Maria Graciela Vasquez
Graciela was born in 1954 in the village Banamichi, Sonora to an American mother and a Mexican father. Her family farmed in the ejido (communal agricultural land) of La Mora outside of Banamichi until she was 9 years. Seeking better fortunes, the family moved to an agricultural area outside of Hermosillo, Sonora where her parents and older sibling worked as seasonal farm laborers.
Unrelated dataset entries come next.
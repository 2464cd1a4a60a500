use std::collections::{BTreeMap, HashSet};

use roadscout::coordinator::CoordinatorConfig;
use roadscout::integration::{DetectionFilter, MemorySink, TrafficPipeline};
use roadscout::tracker::TrackerConfig;
use roadscout::{
    Aggregator, CentroidTracker, Detection, IdNamespace, MultiCameraCoordinator, TrackingMode,
    VehicleId, VehicleRegistry,
};

fn car(cx: f32, cy: f32) -> Detection {
    Detection::new(cx - 20.0, cy - 15.0, cx + 20.0, cy + 15.0, 0.9, 2)
}

#[test]
fn test_basic_tracking() {
    let mut tracker = CentroidTracker::new(TrackerConfig { max_disappeared: 2 });

    // Frame 1: one car
    let objects = tracker.update(&[car(100.0, 100.0)]);
    assert_eq!(objects.len(), 1);
    let id = objects[0].id;

    // Frame 2: moved slightly
    let objects = tracker.update(&[car(106.0, 103.0)]);
    assert_eq!(objects.len(), 1);
    assert_eq!(objects[0].id, id);

    // Frames 3-4: gone, but within the disappearance budget
    tracker.update(&[]);
    let objects = tracker.update(&[]);
    assert_eq!(objects.len(), 1);
    assert_eq!(objects[0].disappeared_count, 2);

    // Frame 5: back nearby and keeps its ID
    let objects = tracker.update(&[car(110.0, 104.0)]);
    assert_eq!(objects.len(), 1);
    assert_eq!(objects[0].id, id);
    assert_eq!(objects[0].disappeared_count, 0);
}

#[test]
fn test_absence_beyond_threshold_loses_id() {
    let mut tracker = CentroidTracker::new(TrackerConfig { max_disappeared: 3 });
    tracker.update(&[car(50.0, 50.0)]);
    for _ in 0..4 {
        tracker.update(&[]);
    }
    assert!(tracker.is_empty());

    let objects = tracker.update(&[car(50.0, 50.0)]);
    assert_eq!(objects[0].id, 1);
}

#[test]
fn test_deregistered_on_fifty_first_empty_tick() {
    let mut tracker = CentroidTracker::default();
    assert_eq!(tracker.config().max_disappeared, 50);
    tracker.update(&[car(50.0, 50.0)]);

    for _ in 0..50 {
        tracker.update(&[]);
    }
    assert_eq!(tracker.len(), 1);
    assert_eq!(tracker.objects()[0].disappeared_count, 50);

    tracker.update(&[]);
    assert!(tracker.is_empty());
}

#[test]
fn test_unmatched_misses_also_count_toward_threshold() {
    let mut tracker = CentroidTracker::new(TrackerConfig { max_disappeared: 1 });
    tracker.update(&[car(50.0, 50.0), car(400.0, 400.0)]);
    // Only the first car keeps being detected.
    tracker.update(&[car(52.0, 50.0)]);
    let objects = tracker.update(&[car(54.0, 50.0)]);
    let ids: Vec<u64> = objects.iter().map(|o| o.id).collect();
    assert_eq!(ids, vec![0]);
}

#[test]
fn test_live_ids_are_unique_under_churn() {
    let mut tracker = CentroidTracker::new(TrackerConfig { max_disappeared: 3 });
    let mut seen_ids = HashSet::new();
    let mut last_max = None;

    for tick in 0..200u32 {
        // Deterministic churn: a varying number of cars drifting right, some
        // overlapping, some frames empty.
        let count = (tick * 7 % 5) as usize;
        let detections: Vec<Detection> = (0..count)
            .map(|i| {
                let x = (i as f32 * 60.0 + tick as f32 * 3.0) % 640.0;
                let y = 100.0 + ((i + tick as usize) % 3) as f32 * 40.0;
                car(x, y)
            })
            .collect();
        let objects = tracker.update(&detections);

        let live: Vec<u64> = objects.iter().map(|o| o.id).collect();
        let unique: HashSet<u64> = live.iter().copied().collect();
        assert_eq!(unique.len(), live.len(), "duplicate live id at tick {tick}");

        for o in objects {
            if seen_ids.insert(o.id) {
                // Newly seen IDs always come from the increasing counter.
                if let Some(max) = last_max {
                    assert!(o.id > max);
                }
                last_max = Some(o.id);
            }
        }
    }
}

#[test]
fn test_cross_camera_direction_with_shared_ids() {
    let config = CoordinatorConfig {
        mode: TrackingMode::External,
        namespace: IdNamespace::Shared,
        ..CoordinatorConfig::default()
    };
    let mut coordinator = MultiCameraCoordinator::new(config);

    let frames: BTreeMap<usize, Vec<Detection>> =
        [(0, vec![car(100.0, 100.0).with_track_id(5)]), (1, vec![])]
            .into_iter()
            .collect();
    let view = coordinator.update(10.0, &frames);
    assert!(view.directions.is_empty());

    let frames: BTreeMap<usize, Vec<Detection>> =
        [(0, vec![]), (1, vec![car(300.0, 120.0).with_track_id(5)])]
            .into_iter()
            .collect();
    let view = coordinator.update(12.0, &frames);
    assert_eq!(view.directions[&VehicleId(5)], vec![0, 1]);
}

#[test]
fn test_end_to_end_reports() {
    let config = CoordinatorConfig {
        mode: TrackingMode::External,
        namespace: IdNamespace::Shared,
        ..CoordinatorConfig::default()
    };
    let mut pipeline = TrafficPipeline::from_parts(
        DetectionFilter::new(0.5, vec![2, 7]),
        MultiCameraCoordinator::new(config),
        VehicleRegistry::new(),
        Aggregator::new(10, 0.0),
        MemorySink::new(),
    );

    // Vehicle 5 drives from camera 0 to camera 1; vehicle 6 stays on camera 1.
    let plan: Vec<(f64, Vec<(usize, u64)>)> = vec![
        (2.0, vec![(0, 5), (1, 6)]),
        (6.0, vec![(1, 5), (1, 6)]),
        (10.0, vec![(1, 6)]),
    ];
    for (t, sightings) in plan {
        let mut frames: BTreeMap<usize, Vec<Detection>> =
            [(0, Vec::new()), (1, Vec::new())].into_iter().collect();
        for (camera, id) in sightings {
            frames
                .get_mut(&camera)
                .unwrap()
                .push(car(100.0 + id as f32 * 50.0, 100.0).with_track_id(id));
        }
        pipeline.tick(t, frames);
    }

    let records = pipeline.sink().records();
    assert_eq!(records.len(), 1);
    let record = &records[0];
    assert_eq!(record.interval_vehicle_count, 1);
    assert_eq!(record.direction_counts["0 -> 1"], 1);
    assert_eq!(record.direction_counts["1 -> 1 -> 1"], 1);
    assert_eq!(record.total_vehicles_per_hour, 2);
    assert_eq!(record.unique_vehicles_per_hour, 2);
}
The family then moved to San Luis Rio Colorado, Sonora due to the large agricultural industry in the area on both sides of the Mexican and American border.
They found many employment opportunities and with her mother's American citizenship, the family was able to immigrate to the U.S. in short order. The family settled in Somerton, Arizona, just south of Yuma. Graciela's parents worked as seasonal farm laborers as did she and her siblings during school breaks. Graciela completed 8th grade in Somerton, but did not go on to high school n order to work fulltime to help with the family finances. Her parents instilled in her a belief that education was the key to a better life and even after her marriage, kids and eventual divorce, when the opportunity presented itself; she earned her GED at the age of 30. She became a naturalized citizen the year after that. She continued to support her children by working as a migrant field laborer, working in the lettuce industry and making the yearly track to Salina, California in the summer and back to Yuma in the winter.
Through her hard work and self sacrifice, Graciela completed a training program and became a Certified Nurse Assistant and at the age of 38, finally said good-bye to the lettuce fields. Over the course of the years, she continued her education, becoming trained as a phlebotomist and eventually as a Medical Assistant. She showed her children that education does make a difference and instilled in them the same belief in the power of education that her parents had implanted in her.
Graciela's children took the lesson to heart and all went on to post-secondary educational institutions, one to a trade school and three to the University of Arizona where one is seeking an undergraduate degree, one has earned a B.S and is seeking an M.S and one has earned a B.S., M.S. and is seeking a Ph.D.